◆ **Stored data**
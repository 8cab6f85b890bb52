//! Stasis - start a process suspended, attach a debugger, then let it run.
//!
//! A normally launched process may run past the point a debugger cares about
//! before the debugger gets to it. Stasis closes that window:
//!
//! 1. [`launch`] creates the target suspended, before any of its code runs
//! 2. [`debug`] attaches a host debugger to the existing process
//! 3. only then is the process resumed
//!
//! [`pipeline`] sequences the three steps and cleans up on every failure path.

pub mod debug;
pub mod launch;
pub mod pipeline;

pub use debug::{
    AttachError, DebugAttachRequest, DebugAttacher, DebugEngine, DebugEvent, DebugHost,
    DebugSession, LaunchFlags, RecordingHost, SessionControl,
};
pub use launch::{
    EnvironmentBlock, LaunchError, LaunchRequest, ProcessError, ProcessExit, ProcessId,
    ResumedProcess, SuspendedLauncher, SuspendedProcess,
};
pub use pipeline::{
    launch_and_attach, OrphanPolicy, Pipeline, PipelineConfig, PipelineError, PipelineReport,
    PipelineState,
};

◆ **Brief**
Copy out each line of the records where the word "then" appears.

◆ **Solution to the problem**
//! Stasis - start a process suspended, attach a debugger, then let it run.
//! 3. only then is the process resumed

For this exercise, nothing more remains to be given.